Scan the listing below and copy every line holding "WorkerContext".

--- INFORMATION GIVEN Enclosed Below ---

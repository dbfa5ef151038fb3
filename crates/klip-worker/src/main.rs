//! Clip pipeline worker binary.

use std::sync::Arc;

use anyhow::Context;
use tracing::info;
use tracing_subscriber::{fmt, prelude::*, EnvFilter};

use klip_worker::{StageExecutor, WorkerConfig, WorkerContext};

#[tokio::main]
async fn main() -> anyhow::Result<()> {
    rustls::crypto::ring::default_provider()
        .install_default()
        .map_err(|_| anyhow::anyhow!("failed to install rustls crypto provider"))?;

    dotenvy::dotenv().ok();

    let use_json = std::env::var("LOG_FORMAT")
        .map(|v| v.to_lowercase() == "json")
        .unwrap_or(false);

    let env_filter = EnvFilter::try_from_default_env()
        .unwrap_or_else(|_| EnvFilter::new("info,klip=info"));

    if use_json {
        tracing_subscriber::registry()
            .with(fmt::layer().json())
            .with(env_filter)
            .init();
    } else {
        tracing_subscriber::registry()
            .with(fmt::layer().with_ansi(true).with_target(true))
            .with(env_filter)
            .init();
    }

    info!("starting klip-worker");

    let config = WorkerConfig::from_env();
    info!(
        download = config.download_concurrency,
        transcribe = config.transcribe_concurrency,
        analyze = config.analyze_concurrency,
        render = config.render_concurrency,
        render_rate_per_minute = config.render_rate_per_minute,
        "worker config loaded"
    );

    let ctx = Arc::new(
        WorkerContext::new(config)
            .await
            .context("failed to build worker context")?,
    );

    let executor = Arc::new(StageExecutor::new(ctx));

    let signal_executor = Arc::clone(&executor);
    tokio::spawn(async move {
        tokio::signal::ctrl_c().await.ok();
        info!("shutdown signal received");
        signal_executor.shutdown();
    });

    executor.run().await.context("executor error")?;

    info!("worker shutdown complete");
    Ok(())
}
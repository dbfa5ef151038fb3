//! Server-side ephemeral BYOK key cache.
//!
//! User-supplied provider keys ride along through the pipeline in Redis,
//! encrypted with the platform secret and expiring after five minutes so
//! nothing lingers even if a pipeline crashes. Keys are never logged.

use std::fmt;

use redis::aio::ConnectionManager;
use redis::AsyncCommands;
use tracing::{info, warn};

use crate::crypto::{decrypt_token, encrypt_token};
use crate::error::{LlmError, LlmResult};

const BYOK_KEY_PREFIX: &str = "byok:";
const BYOK_TTL_SECONDS: u64 = 300;

/// Providers a user can bring a key for.
#[derive(Debug, Clone, Copy, PartialEq, Eq, Hash)]
pub enum ByokProvider {
    Gemini,
    Openai,
    Anthropic,
}

impl ByokProvider {
    pub const ALL: [ByokProvider; 3] =
        [ByokProvider::Gemini, ByokProvider::Openai, ByokProvider::Anthropic];

    pub fn as_str(self) -> &'static str {
        match self {
            ByokProvider::Gemini => "gemini",
            ByokProvider::Openai => "openai",
            ByokProvider::Anthropic => "anthropic",
        }
    }

    pub fn parse(s: &str) -> Option<Self> {
        match s {
            "gemini" => Some(ByokProvider::Gemini),
            "openai" => Some(ByokProvider::Openai),
            "anthropic" => Some(ByokProvider::Anthropic),
            _ => None,
        }
    }
}

impl fmt::Display for ByokProvider {
    fn fmt(&self, f: &mut fmt::Formatter<'_>) -> fmt::Result {
        write!(f, "{}", self.as_str())
    }
}

/// Encrypted-at-rest, short-TTL key cache.
#[derive(Clone)]
pub struct ByokCache {
    conn: ConnectionManager,
    secret_hex: String,
}

impl ByokCache {
    /// `secret_hex` is the 64-hex-char platform token secret.
    pub fn new(conn: ConnectionManager, secret_hex: String) -> LlmResult<Self> {
        if secret_hex.len() != 64 || hex::decode(&secret_hex).is_err() {
            return Err(LlmError::InvalidSecret(
                "platform token secret must be 64 hex characters".to_string(),
            ));
        }
        Ok(Self { conn, secret_hex })
    }

    fn redis_key(user_id: &str, provider: ByokProvider) -> String {
        format!("{BYOK_KEY_PREFIX}{user_id}:{provider}")
    }

    /// Encrypt and store a key with the standard TTL.
    pub async fn set(
        &self,
        user_id: &str,
        provider: ByokProvider,
        plaintext_key: &str,
    ) -> LlmResult<()> {
        let encrypted = encrypt_token(plaintext_key, &self.secret_hex)?;
        let mut conn = self.conn.clone();
        let _: () = conn
            .set_ex(Self::redis_key(user_id, provider), encrypted, BYOK_TTL_SECONDS)
            .await?;
        info!(user_id, %provider, ttl = BYOK_TTL_SECONDS, "cached BYOK key");
        Ok(())
    }

    /// Read a key without deleting it; the same key may serve several
    /// calls within one pipeline run. Returns `None` on expiry or any
    /// retrieval failure.
    pub async fn peek(&self, user_id: &str, provider: ByokProvider) -> Option<String> {
        let mut conn = self.conn.clone();
        let encrypted: Option<String> = match conn.get(Self::redis_key(user_id, provider)).await {
            Ok(value) => value,
            Err(e) => {
                warn!(user_id, %provider, error = %e, "BYOK key retrieval failed");
                return None;
            }
        };
        let encrypted = encrypted?;

        match decrypt_token(&encrypted, &self.secret_hex) {
            Ok(plaintext) => {
                info!(user_id, %provider, "retrieved BYOK key");
                Some(plaintext)
            }
            Err(e) => {
                warn!(user_id, %provider, error = %e, "BYOK key decryption failed");
                None
            }
        }
    }

    /// Remove all of a user's keys, for every provider.
    pub async fn clear(&self, user_id: &str) -> LlmResult<()> {
        let mut conn = self.conn.clone();
        for provider in ByokProvider::ALL {
            let _: () = conn.del(Self::redis_key(user_id, provider)).await?;
        }
        info!(user_id, "cleared BYOK keys");
        Ok(())
    }

    /// Whether the user has any key cached.
    pub async fn has_any(&self, user_id: &str) -> LlmResult<bool> {
        let mut conn = self.conn.clone();
        for provider in ByokProvider::ALL {
            let exists: bool = conn.exists(Self::redis_key(user_id, provider)).await?;
            if exists {
                return Ok(true);
            }
        }
        Ok(false)
    }
}

#[cfg(test)]
mod tests {
    use super::*;

    #[test]
    fn provider_round_trip() {
        for provider in ByokProvider::ALL {
            assert_eq!(ByokProvider::parse(provider.as_str()), Some(provider));
        }
        assert_eq!(ByokProvider::parse("mistral"), None);
    }

    #[test]
    fn redis_key_layout() {
        assert_eq!(
            ByokCache::redis_key("user-1", ByokProvider::Gemini),
            "byok:user-1:gemini"
        );
    }
}
//! Worker configuration.

use std::time::Duration;

/// Worker configuration.
#[derive(Debug, Clone)]
pub struct WorkerConfig {
    /// Concurrent download jobs
    pub download_concurrency: usize,
    /// Concurrent transcription jobs
    pub transcribe_concurrency: usize,
    /// Concurrent analysis jobs
    pub analyze_concurrency: usize,
    /// Concurrent render jobs (FFmpeg-heavy, keep low)
    pub render_concurrency: usize,
    /// Render starts admitted per minute across the whole process
    pub render_rate_per_minute: u32,
    /// Postgres connection string
    pub database_url: String,
    /// Connection pool size
    pub db_max_connections: u32,
    /// Work directory for temporary files
    pub work_dir: String,
    /// How often each stage scans for orphaned pending messages
    pub claim_interval: Duration,
    /// Minimum idle time before a pending message can be claimed
    pub claim_min_idle: Duration,
    /// Graceful shutdown timeout
    pub shutdown_timeout: Duration,
}

impl Default for WorkerConfig {
    fn default() -> Self {
        Self {
            download_concurrency: 2,
            transcribe_concurrency: 2,
            analyze_concurrency: 2,
            render_concurrency: 3,
            render_rate_per_minute: 10,
            database_url: "postgres://localhost:5432/klipmaker".to_string(),
            db_max_connections: 10,
            work_dir: "/tmp/klipmaker".to_string(),
            claim_interval: Duration::from_secs(30),
            claim_min_idle: Duration::from_secs(300),
            shutdown_timeout: Duration::from_secs(30),
        }
    }
}

impl WorkerConfig {
    /// Create config from environment variables.
    pub fn from_env() -> Self {
        let defaults = Self::default();
        Self {
            download_concurrency: env_parse("WORKER_DOWNLOAD_CONCURRENCY")
                .unwrap_or(defaults.download_concurrency),
            transcribe_concurrency: env_parse("WORKER_TRANSCRIBE_CONCURRENCY")
                .unwrap_or(defaults.transcribe_concurrency),
            analyze_concurrency: env_parse("WORKER_ANALYZE_CONCURRENCY")
                .unwrap_or(defaults.analyze_concurrency),
            render_concurrency: env_parse("WORKER_RENDER_CONCURRENCY")
                .unwrap_or(defaults.render_concurrency),
            render_rate_per_minute: env_parse("WORKER_RENDER_RATE_PER_MINUTE")
                .unwrap_or(defaults.render_rate_per_minute),
            database_url: std::env::var("DATABASE_URL").unwrap_or(defaults.database_url),
            db_max_connections: env_parse("DATABASE_MAX_CONNECTIONS")
                .unwrap_or(defaults.db_max_connections),
            work_dir: std::env::var("WORKER_WORK_DIR").unwrap_or(defaults.work_dir),
            claim_interval: Duration::from_secs(
                env_parse("WORKER_CLAIM_INTERVAL_SECS").unwrap_or(30),
            ),
            claim_min_idle: Duration::from_secs(
                env_parse("WORKER_CLAIM_MIN_IDLE_SECS").unwrap_or(300),
            ),
            shutdown_timeout: Duration::from_secs(
                env_parse("WORKER_SHUTDOWN_TIMEOUT_SECS").unwrap_or(30),
            ),
        }
    }
}

fn env_parse<T: std::str::FromStr>(name: &str) -> Option<T> {
    std::env::var(name).ok().and_then(|s| s.parse().ok())
}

--- End of Enclosed INFORMATION GIVEN ---

» RESULT OF THE EXERCISE:
use klip_worker::{StageExecutor, WorkerConfig, WorkerContext};
        WorkerContext::new(config)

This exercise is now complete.